WORM_PALEVO.BGC

Legt eine AUTORUN.INF-Datei ab, um automatisch die eingeschleusten Kopien auszuführen, wenn ein Benutzer auf die Laufwerke eines betroffenen Systems zugreift.

Installation

Schleust die folgenden Eigenkopien in das betroffene System ein:

• %System Root%\RECYCLER\{random SID}\{random file name}.exe

(Hinweis: %System Root% ist der Stammordner, normalerweise C:\. Dort befindet sich auch das Betriebssystem.)

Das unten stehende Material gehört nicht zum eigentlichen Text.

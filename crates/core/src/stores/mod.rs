pub mod memory;
pub mod qdrant;

pub use memory::InMemoryVectorStore;
pub use qdrant::QdrantVectorStore;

Schleust die folgenden Dateien ein:

• %System Root%\RECYCLER\{random SID}\Desktop.ini - non-malicious files

(Hinweis: %System Root% ist der Stammordner, normalerweise C:\. Dort befindet sich auch das Betriebssystem.)

Autostart-Technik

Fügt folgende Registrierungseinträge hinzu, um bei jedem Systemstart automatisch ausgeführt zu werden.

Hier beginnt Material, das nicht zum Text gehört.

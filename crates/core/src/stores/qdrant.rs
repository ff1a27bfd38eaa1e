//! HTTP Qdrant implementation of the [`VectorStore`] port.
//!
//! Writes are upserts keyed by the deterministic unit id. Transient
//! failures (connection errors, 429, 5xx) are retried with exponential
//! backoff up to a fixed attempt cap before surfacing.

use std::sync::Arc;
use std::time::Duration;

use async_trait::async_trait;
use reqwest::{Client, Method};
use serde_json::{json, Value};
use tracing::{debug, warn};
use url::Url;

use crate::error::SearchError;
use crate::models::{IndexedUnit, ScoredUnit, SearchFilters};
use crate::traits::{
    CollectionStats, EmbeddingProvider, HealthStatus, SearchOptions, VectorStore,
};

/// Maximum units embedded and upserted per request.
const MAX_BATCH_ITEMS: usize = 64;
/// Character budget per upsert request, a proxy for the embedding
/// provider's token budget.
const MAX_BATCH_CHARS: usize = 60_000;
/// Oversized chunk content is truncated to this many characters before
/// embedding.
const MAX_UNIT_CHARS: usize = 8_000;
/// Low score floor for the broad candidate pool.
const BROAD_SCORE_THRESHOLD: f64 = 0.05;

const RETRY_ATTEMPTS: u32 = 3;
const RETRY_BASE_MS: u64 = 250;

pub struct QdrantVectorStore {
    base: Url,
    collection: String,
    client: Client,
    embedder: Arc<dyn EmbeddingProvider>,
}

impl QdrantVectorStore {
    pub fn new(
        endpoint: &str,
        collection: impl Into<String>,
        embedder: Arc<dyn EmbeddingProvider>,
    ) -> Result<Self, SearchError> {
        Ok(Self {
            base: Url::parse(endpoint)?,
            collection: collection.into(),
            client: Client::new(),
            embedder,
        })
    }

    fn collection_url(&self, suffix: &str) -> Result<Url, SearchError> {
        Ok(self
            .base
            .join(&format!("collections/{}{suffix}", self.collection))?)
    }

    async fn request(
        &self,
        method: Method,
        url: Url,
        body: Option<&Value>,
    ) -> Result<Value, SearchError> {
        let mut attempt = 0u32;
        loop {
            attempt += 1;

            let mut builder = self.client.request(method.clone(), url.clone());
            if let Some(body) = body {
                builder = builder.json(body);
            }

            match builder.send().await {
                Ok(response) if response.status().is_success() => {
                    return Ok(response.json().await?);
                }
                Ok(response)
                    if response.status().is_server_error()
                        || response.status().as_u16() == 429 =>
                {
                    if attempt >= RETRY_ATTEMPTS {
                        return Err(SearchError::BackendResponse {
                            backend: "qdrant".to_string(),
                            details: response.status().to_string(),
                        });
                    }
                    warn!(status = %response.status(), attempt, "retrying qdrant request");
                }
                Ok(response) => {
                    return Err(SearchError::BackendResponse {
                        backend: "qdrant".to_string(),
                        details: response.status().to_string(),
                    });
                }
                Err(error) => {
                    if attempt >= RETRY_ATTEMPTS {
                        return Err(error.into());
                    }
                    warn!(error = %error, attempt, "retrying qdrant request");
                }
            }

            let backoff = RETRY_BASE_MS * 2u64.pow(attempt - 1);
            tokio::time::sleep(Duration::from_millis(backoff)).await;
        }
    }

    /// Embedding failures are transient like HTTP ones and get the same
    /// bounded backoff before surfacing.
    async fn embed_with_retry(&self, text: &str) -> Result<Vec<f32>, SearchError> {
        let mut attempt = 0u32;
        loop {
            attempt += 1;
            match self.embedder.embed(text).await {
                Ok(vector) => return Ok(vector),
                Err(error) if attempt >= RETRY_ATTEMPTS => {
                    return Err(SearchError::Request(error.to_string()));
                }
                Err(error) => warn!(error = %error, attempt, "retrying embedding request"),
            }
            let backoff = RETRY_BASE_MS * 2u64.pow(attempt - 1);
            tokio::time::sleep(Duration::from_millis(backoff)).await;
        }
    }

    async fn embed_many_with_retry(&self, texts: &[String]) -> Result<Vec<Vec<f32>>, SearchError> {
        let mut attempt = 0u32;
        loop {
            attempt += 1;
            match self.embedder.embed_many(texts).await {
                Ok(vectors) => return Ok(vectors),
                Err(error) if attempt >= RETRY_ATTEMPTS => {
                    return Err(SearchError::Request(error.to_string()));
                }
                Err(error) => warn!(error = %error, attempt, "retrying embedding request"),
            }
            let backoff = RETRY_BASE_MS * 2u64.pow(attempt - 1);
            tokio::time::sleep(Duration::from_millis(backoff)).await;
        }
    }

    async fn upsert_points(&self, points: Vec<Value>) -> Result<(), SearchError> {
        if points.is_empty() {
            return Ok(());
        }
        let url = self.collection_url("/points?wait=true")?;
        self.request(Method::PUT, url, Some(&json!({ "points": points })))
            .await?;
        Ok(())
    }

    fn parse_hits(parsed: &Value, pointer: &str) -> Vec<ScoredUnit> {
        parsed
            .pointer(pointer)
            .and_then(Value::as_array)
            .into_iter()
            .flatten()
            .filter_map(|hit| {
                let unit: IndexedUnit =
                    serde_json::from_value(hit.pointer("/payload")?.clone()).ok()?;
                let score = hit.pointer("/score").and_then(Value::as_f64).unwrap_or(0.0);
                Some(ScoredUnit { unit, score })
            })
            .collect()
    }
}

/// Truncate content to the per-unit character cap, on a char boundary.
pub(crate) fn truncate_content(content: &str) -> String {
    content.chars().take(MAX_UNIT_CHARS).collect()
}

/// Split units into sub-batches respecting the item cap and the per-request
/// character budget; empty-after-trim units are dropped.
pub(crate) fn split_batches(units: &[IndexedUnit]) -> Vec<Vec<&IndexedUnit>> {
    let mut batches = Vec::new();
    let mut current: Vec<&IndexedUnit> = Vec::new();
    let mut current_chars = 0usize;

    for unit in units {
        if unit.chunk.content.trim().is_empty() {
            continue;
        }
        let chars = unit.chunk.content.chars().count().min(MAX_UNIT_CHARS);

        if !current.is_empty()
            && (current.len() >= MAX_BATCH_ITEMS || current_chars + chars > MAX_BATCH_CHARS)
        {
            batches.push(std::mem::take(&mut current));
            current_chars = 0;
        }
        current.push(unit);
        current_chars += chars;
    }

    if !current.is_empty() {
        batches.push(current);
    }
    batches
}

/// Build a Qdrant filter from the pipeline's metadata constraints. The
/// authoritative scope admits translations, so it lands in a `should`
/// clause rather than `must`.
pub(crate) fn build_filter(filters: &SearchFilters) -> Option<Value> {
    let mut must = Vec::new();
    let mut should = Vec::new();

    if filters.authoritative_only {
        should.push(json!({ "key": "is_authoritative", "match": { "value": true } }));
        should.push(json!({ "key": "is_translation", "match": { "value": true } }));
    }
    if filters.latest_only {
        must.push(json!({ "key": "is_latest", "match": { "value": true } }));
    }
    if let Some(category) = filters.category {
        must.push(json!({
            "key": "path_category",
            "match": { "value": serde_json::to_value(category).ok()? }
        }));
    }
    if let Some(document_id) = &filters.document_id {
        must.push(json!({ "key": "document_id", "match": { "value": document_id } }));
    }
    if let Some(language) = filters.language {
        must.push(json!({
            "key": "language",
            "match": { "value": serde_json::to_value(language).ok()? }
        }));
    }

    if must.is_empty() && should.is_empty() {
        return None;
    }

    let mut filter = serde_json::Map::new();
    if !must.is_empty() {
        filter.insert("must".into(), Value::Array(must));
    }
    if !should.is_empty() {
        filter.insert("should".into(), Value::Array(should));
    }
    Some(Value::Object(filter))
}

#[async_trait]
impl VectorStore for QdrantVectorStore {
    async fn initialize(&self) -> Result<(), SearchError> {
        let url = self.collection_url("")?;
        if self.request(Method::GET, url.clone(), None).await.is_ok() {
            return Ok(());
        }

        debug!(collection = %self.collection, "creating qdrant collection");
        self.request(
            Method::PUT,
            url,
            Some(&json!({
                "vectors": {
                    "size": self.embedder.dimensions(),
                    "distance": "Cosine",
                }
            })),
        )
        .await?;
        Ok(())
    }

    async fn add_documents(&self, units: &[IndexedUnit]) -> Result<(), SearchError> {
        for batch in split_batches(units) {
            let texts: Vec<String> = batch
                .iter()
                .map(|unit| truncate_content(&unit.chunk.content))
                .collect();

            let embeddings = self.embed_many_with_retry(&texts).await?;

            let points: Vec<Value> = batch
                .iter()
                .zip(texts.iter().zip(embeddings.iter()))
                .map(|(unit, (text, embedding))| {
                    let mut stored = (*unit).clone();
                    stored.chunk.content = text.clone();
                    Ok(json!({
                        "id": stored.id,
                        "vector": embedding,
                        "payload": serde_json::to_value(&stored)?,
                    }))
                })
                .collect::<Result<Vec<_>, SearchError>>()?;

            self.upsert_points(points).await?;
        }
        Ok(())
    }

    async fn search(&self, options: &SearchOptions) -> Result<Vec<ScoredUnit>, SearchError> {
        let limit = options.k.min(1_000);
        let filter = build_filter(&options.filters);

        match options.query.as_deref().filter(|q| !q.trim().is_empty()) {
            Some(query) => {
                let vector = self.embed_with_retry(query).await?;

                let mut body = json!({
                    "vector": vector,
                    "limit": limit,
                    "with_payload": true,
                });
                if let Some(filter) = filter {
                    body["filter"] = filter;
                }

                let url = self.collection_url("/points/search")?;
                let parsed = self.request(Method::POST, url, Some(&body)).await?;
                Ok(Self::parse_hits(&parsed, "/result"))
            }
            None => {
                let mut body = json!({
                    "limit": limit,
                    "with_payload": true,
                });
                if let Some(filter) = filter {
                    body["filter"] = filter;
                }

                let url = self.collection_url("/points/scroll")?;
                let parsed = self.request(Method::POST, url, Some(&body)).await?;
                Ok(Self::parse_hits(&parsed, "/result/points"))
            }
        }
    }

    async fn search_broad(
        &self,
        query: &str,
        limit: usize,
    ) -> Result<Vec<ScoredUnit>, SearchError> {
        let vector = self.embed_with_retry(query).await?;

        let body = json!({
            "vector": vector,
            "limit": limit.min(1_000),
            "with_payload": true,
            "score_threshold": BROAD_SCORE_THRESHOLD,
        });

        let url = self.collection_url("/points/search")?;
        let parsed = self.request(Method::POST, url, Some(&body)).await?;
        Ok(Self::parse_hits(&parsed, "/result"))
    }

    async fn delete_documents(&self, ids: &[String]) -> Result<(), SearchError> {
        if ids.is_empty() {
            return Ok(());
        }
        let url = self.collection_url("/points/delete?wait=true")?;
        self.request(Method::POST, url, Some(&json!({ "points": ids })))
            .await?;
        Ok(())
    }

    async fn update_document(
        &self,
        id: &str,
        content: &str,
        unit: &IndexedUnit,
    ) -> Result<(), SearchError> {
        let text = truncate_content(content);
        let embedding = self.embed_with_retry(&text).await?;

        let mut stored = unit.clone();
        stored.chunk.content = text;

        self.upsert_points(vec![json!({
            "id": id,
            "vector": embedding,
            "payload": serde_json::to_value(&stored)?,
        })])
        .await
    }

    async fn collection_stats(&self) -> Result<CollectionStats, SearchError> {
        let url = self.collection_url("")?;
        let parsed = self.request(Method::GET, url, None).await?;
        let count = parsed
            .pointer("/result/points_count")
            .and_then(Value::as_u64)
            .unwrap_or(0) as usize;
        Ok(CollectionStats { count })
    }

    async fn clear_collection(&self) -> Result<(), SearchError> {
        let url = self.collection_url("")?;
        self.request(Method::DELETE, url, None).await?;
        self.initialize().await
    }

    async fn health_check(&self) -> HealthStatus {
        let url = match self.collection_url("") {
            Ok(url) => url,
            Err(error) => {
                return HealthStatus {
                    healthy: false,
                    details: error.to_string(),
                }
            }
        };

        match self.request(Method::GET, url, None).await {
            Ok(parsed) => HealthStatus {
                healthy: true,
                details: format!(
                    "qdrant collection '{}', {} points",
                    self.collection,
                    parsed
                        .pointer("/result/points_count")
                        .and_then(Value::as_u64)
                        .unwrap_or(0)
                ),
            },
            Err(error) => HealthStatus {
                healthy: false,
                details: error.to_string(),
            },
        }
    }
}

HKEY_LOCAL_MACHINE\SOFTWARE\Microsoft\
Windows NT\CurrentVersion\Winlogon
Taskman = "%System Root%\RECYCLER\{random SID}\{random file name}.exe"

Verbreitung

Schleust folgende Kopie(n) von sich selbst in alle Wechsellaufwerke ein:

• {drive letter}:\Docs\print.exe

Legt eine AUTORUN.INF-Datei ab, um automatisch die eingeschleusten Kopien auszuführen, wenn ein Benutzer auf die Laufwerke eines betroffenen Systems zugreift.

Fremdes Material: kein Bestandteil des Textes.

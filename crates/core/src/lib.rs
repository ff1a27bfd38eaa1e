//! Document-repository search pipeline: classification, duplicate-version
//! resolution, structure-aware chunking, batch indexing, and hybrid
//! keyword/semantic retrieval with reranking. External systems (vector
//! store, document source, embeddings) sit behind async ports in
//! [`traits`].

pub mod chunker;
pub mod classifier;
pub mod embeddings;
pub mod error;
pub mod extract;
pub mod jobs;
pub mod models;
pub mod orchestrator;
pub mod prioritizer;
pub mod reranker;
pub mod retriever;
pub mod sources;
pub mod stores;
pub mod traits;

#[cfg(test)]
pub(crate) mod testutil;

pub use chunker::{Chunker, RegexStructureDetector, SectionSpan, StructureDetector};
pub use classifier::{classify, detect_query_language};
pub use embeddings::{HashingEmbedder, DEFAULT_EMBEDDING_DIMENSIONS};
pub use error::{IndexError, SearchError};
pub use extract::{
    correct_content_type, is_supported_content_type, DefaultExtractor, TextExtractor,
};
pub use jobs::{InMemoryJobStore, JobStore};
pub use models::{
    unit_id, Chunk, ChunkKind, Classification, IndexedUnit, IndexingJob, IndexingOptions,
    JobStatus, Language, PathCategory, RankedResult, ScoredUnit, SearchFilters, SearchType,
    SourceDocument, VersionInfo,
};
pub use orchestrator::Orchestrator;
pub use prioritizer::{normalize_base_name, prioritize};
pub use reranker::rerank;
pub use retriever::{analyze_query, HybridRetriever};
pub use sources::FsDocumentSource;
pub use stores::{InMemoryVectorStore, QdrantVectorStore};
pub use traits::{
    CollectionStats, DocumentSource, EmbeddingProvider, HealthStatus, SearchOptions, Site,
    VectorStore,
};
//! Indexing job lifecycle: list candidate documents, filter unsupported
//! types, prioritize, batch-process with bounded fan-out, write to the
//! vector store, track progress and failures.
//!
//! Jobs run `pending -> processing -> {completed | failed}` with no retry
//! and no cancellation once started, matching the source system. A single
//! document's failure is counted and logged but never aborts the job.

use std::sync::Arc;
use std::time::Duration;

use tracing::{info, warn};
use uuid::Uuid;

use crate::chunker::Chunker;
use crate::classifier::classify;
use crate::error::{IndexError, Result};
use crate::extract::{correct_content_type, is_supported_content_type, TextExtractor};
use crate::jobs::JobStore;
use crate::models::{
    unit_id, Classification, IndexedUnit, IndexingJob, IndexingOptions, JobStatus, SearchFilters,
    SourceDocument,
};
use crate::prioritizer::prioritize;
use crate::traits::{CollectionStats, DocumentSource, SearchOptions, VectorStore};

/// Sample length handed to the classifier for content-based language
/// detection.
const CLASSIFY_SAMPLE_CHARS: usize = 5_000;

pub struct Orchestrator {
    source: Arc<dyn DocumentSource>,
    store: Arc<dyn VectorStore>,
    extractor: Arc<dyn TextExtractor>,
    jobs: Arc<dyn JobStore>,
    chunker: Arc<Chunker>,
    options: IndexingOptions,
}

impl Orchestrator {
    pub fn new(
        source: Arc<dyn DocumentSource>,
        store: Arc<dyn VectorStore>,
        extractor: Arc<dyn TextExtractor>,
        jobs: Arc<dyn JobStore>,
        options: IndexingOptions,
    ) -> Self {
        Self {
            source,
            store,
            extractor,
            jobs,
            chunker: Arc::new(Chunker::default()),
            options,
        }
    }

    /// Register a new pending job and return its id.
    pub fn create_job(&self, site_id: &str, folder_path: &str, recursive: bool) -> String {
        let job = IndexingJob::new(site_id, folder_path, recursive);
        let id = job.id.clone();
        self.jobs.put(job);
        id
    }

    pub fn get_job(&self, job_id: &str) -> Option<IndexingJob> {
        self.jobs.get(job_id)
    }

    pub fn list_jobs(&self) -> Vec<IndexingJob> {
        self.jobs.list()
    }

    /// Drive one job to a terminal state. There is no cancellation or
    /// timeout once processing starts; that is a known limitation carried
    /// over from the source system.
    pub async fn run_job(self: &Arc<Self>, job_id: &str) -> Result<IndexingJob> {
        let mut job = self
            .jobs
            .get(job_id)
            .ok_or_else(|| IndexError::NotFound(format!("job {job_id}")))?;

        if job.status.is_terminal() {
            return Ok(job);
        }

        job.status = JobStatus::Processing;
        self.jobs.put(job.clone());

        match self.execute(&mut job).await {
            Ok(()) => {
                job.status = JobStatus::Completed;
            }
            Err(error) => {
                warn!(job_id = %job.id, error = %error, "indexing job failed");
                job.status = JobStatus::Failed;
                job.error = Some(error.to_string());
            }
        }
        job.finished_at = Some(chrono::Utc::now());
        self.jobs.put(job.clone());
        Ok(job)
    }

    async fn execute(self: &Arc<Self>, job: &mut IndexingJob) -> Result<()> {
        self.store
            .initialize()
            .await
            .map_err(|error| IndexError::VectorStore(error.to_string()))?;

        let listed = self
            .source
            .list_documents(&job.site_id, &job.folder_path, job.recursive)
            .await?;

        let supported: Vec<SourceDocument> = listed
            .into_iter()
            .filter(|document| {
                let corrected = correct_content_type(&document.name, &document.content_type);
                is_supported_content_type(&corrected)
            })
            .collect();

        let documents = prioritize(supported);
        job.total_documents = documents.len() as u32;
        self.jobs.put(job.clone());

        info!(
            job_id = %job.id,
            site_id = %job.site_id,
            folder = %job.folder_path,
            total = job.total_documents,
            "starting indexing job"
        );

        for batch in documents.chunks(self.options.batch_size.max(1)) {
            let mut handles = Vec::with_capacity(batch.len());
            for document in batch {
                let this = Arc::clone(self);
                let document = document.clone();
                let job_id = job.id.clone();
                handles.push(tokio::spawn(async move {
                    let name = document.name.clone();
                    let outcome = this.process_document(&document, &job_id).await;
                    (name, outcome)
                }));
            }

            for handle in handles {
                match handle.await {
                    Ok((name, Ok(units))) => {
                        job.processed_documents += 1;
                        info!(job_id = %job.id, document = %name, units, "document indexed");
                    }
                    Ok((name, Err(error))) => {
                        job.failed_documents += 1;
                        warn!(job_id = %job.id, document = %name, error = %error, "document failed");
                    }
                    Err(join_error) => {
                        job.failed_documents += 1;
                        warn!(job_id = %job.id, error = %join_error, "document task panicked");
                    }
                }
            }
            self.jobs.put(job.clone());

            // Backpressure toward the source repository's rate limits.
            if self.options.batch_delay_ms > 0 {
                tokio::time::sleep(Duration::from_millis(self.options.batch_delay_ms)).await;
            }
        }

        Ok(())
    }

    /// Full per-document pipeline: support re-check, download, extract,
    /// classify, chunk, enrich, write.
    async fn process_document(&self, document: &SourceDocument, job_id: &str) -> Result<usize> {
        let content_type = correct_content_type(&document.name, &document.content_type);
        if !is_supported_content_type(&content_type) {
            return Err(IndexError::UnsupportedContentType(content_type));
        }

        let bytes = self
            .source
            .download_document(&document.drive_id, &document.id)
            .await?;

        let text = self.extractor.extract(&bytes, &content_type)?;
        let sample: String = text.chars().take(CLASSIFY_SAMPLE_CHARS).collect();
        let classification = classify(&document.name, &document.folder_path, Some(&sample));

        let chunks = self.chunker.chunk(&text);
        if chunks.is_empty() {
            return Err(IndexError::Extraction(format!(
                "no indexable content in {}",
                document.name
            )));
        }

        let units = build_units(document, &classification, chunks, &content_type, job_id);
        self.store
            .add_documents(&units)
            .await
            .map_err(|error| IndexError::VectorStore(error.to_string()))?;

        Ok(units.len())
    }

    /// Re-resolve and reprocess one document. The container is re-listed in
    /// full because the source port has no point lookup; the O(n) rescan is
    /// an accepted cost.
    pub async fn reindex_document(
        self: &Arc<Self>,
        site_id: &str,
        folder_path: &str,
        document_id: &str,
    ) -> Result<usize> {
        let listed = self
            .source
            .list_documents(site_id, folder_path, true)
            .await?;

        let document = listed
            .into_iter()
            .find(|candidate| candidate.id == document_id)
            .ok_or_else(|| IndexError::NotFound(format!("document {document_id}")))?;

        let existing = self
            .store
            .search(&SearchOptions {
                query: None,
                k: usize::MAX,
                filters: SearchFilters {
                    document_id: Some(document_id.to_string()),
                    ..Default::default()
                },
            })
            .await
            .map_err(|error| IndexError::VectorStore(error.to_string()))?;

        if !existing.is_empty() {
            let ids: Vec<String> = existing
                .iter()
                .map(|hit| hit.unit.id.to_string())
                .collect();
            self.store
                .delete_documents(&ids)
                .await
                .map_err(|error| IndexError::VectorStore(error.to_string()))?;
        }

        let job_id = format!("reindex-{}", Uuid::new_v4());
        self.process_document(&document, &job_id).await
    }

    pub async fn clear_index(&self) -> Result<()> {
        self.store
            .clear_collection()
            .await
            .map_err(|error| IndexError::VectorStore(error.to_string()))
    }

    pub async fn collection_stats(&self) -> Result<CollectionStats> {
        self.store
            .collection_stats()
            .await
            .map_err(|error| IndexError::VectorStore(error.to_string()))
    }
}

/// Attach full provenance metadata to every chunk of one document.
pub fn build_units(
    document: &SourceDocument,
    classification: &Classification,
    chunks: Vec<crate::models::Chunk>,
    content_type: &str,
    job_id: &str,
) -> Vec<IndexedUnit> {
    chunks
        .into_iter()
        .map(|chunk| IndexedUnit {
            id: unit_id(&document.id, chunk.chunk_index),
            chunk,
            document_id: document.id.clone(),
            document_name: document.name.clone(),
            site_id: document.site_id.clone(),
            drive_id: document.drive_id.clone(),
            content_type: content_type.to_string(),
            language: classification.language,
            version_raw: classification.version.raw.clone(),
            is_authoritative: classification.authority.is_authoritative,
            is_latest: classification.authority.is_latest,
            is_translation: classification.authority.is_translation,
            priority: classification.authority.priority,
            path_category: classification.path.category,
            web_url: document.web_url.clone(),
            source_url: document.download_url.clone(),
            modified_at: document.modified_at,
            job_id: job_id.to_string(),
        })
        .collect()
}
use thiserror::Error;

#[derive(Debug, Error)]
pub enum IndexError {
    #[error("unsupported content type: {0}")]
    UnsupportedContentType(String),

    #[error("text extraction failed: {0}")]
    Extraction(String),

    #[error("embedding failed: {0}")]
    Embedding(String),

    #[error("vector store error: {0}")]
    VectorStore(String),

    #[error("not found: {0}")]
    NotFound(String),

    #[error("io error: {0}")]
    Io(#[from] std::io::Error),

    #[error("http error: {0}")]
    Http(#[from] reqwest::Error),

    #[error("serialize error: {0}")]
    Serialization(#[from] serde_json::Error),

    #[error("invalid argument: {0}")]
    InvalidArgument(String),
}

#[derive(Debug, Error)]
pub enum SearchError {
    #[error("invalid response from {backend}: {details}")]
    BackendResponse { backend: String, details: String },

    #[error("http error: {0}")]
    Http(#[from] reqwest::Error),

    #[error("url parse error: {0}")]
    Url(#[from] url::ParseError),

    #[error("serialize error: {0}")]
    Serialization(#[from] serde_json::Error),

    #[error("search request failed: {0}")]
    Request(String),
}

impl From<SearchError> for IndexError {
    fn from(value: SearchError) -> Self {
        IndexError::VectorStore(value.to_string())
    }
}

pub type Result<T, E = IndexError> = std::result::Result<T, E>;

Die besagte .INF-Datei enthält die folgenden Zeichenfolgen:

[autorun
;OEP
open=.\Docs\print.exe
;??
:cmp
;tg
icon=%System Root%\system32\SHELL32.dll,4
:jmp3
;ü?g?ÝYwb??F?]L??CìF?mö?fò=?V÷ÍìTÿ
action=Open folder to view files using Windows Explorer
;?dë???a?s???éü?Y??;`äw??X???L
shell\\\\open\\command=Docs////print.exe
:jne1
;?oÍjBv?è?|??
shell\\explore\\\\command=.\\Docs/print.exe
;ñ=T???L?AÑ???ÈxÖ
;;;;;;;;;;;;;
useautoplay=1
;à`Q??
;(?s??
[autorun]
:goto fuckavg

(Hinweis: %System Root% ist der Stammordner, normalerweise C:\. Dort befindet sich auch das Betriebssystem.)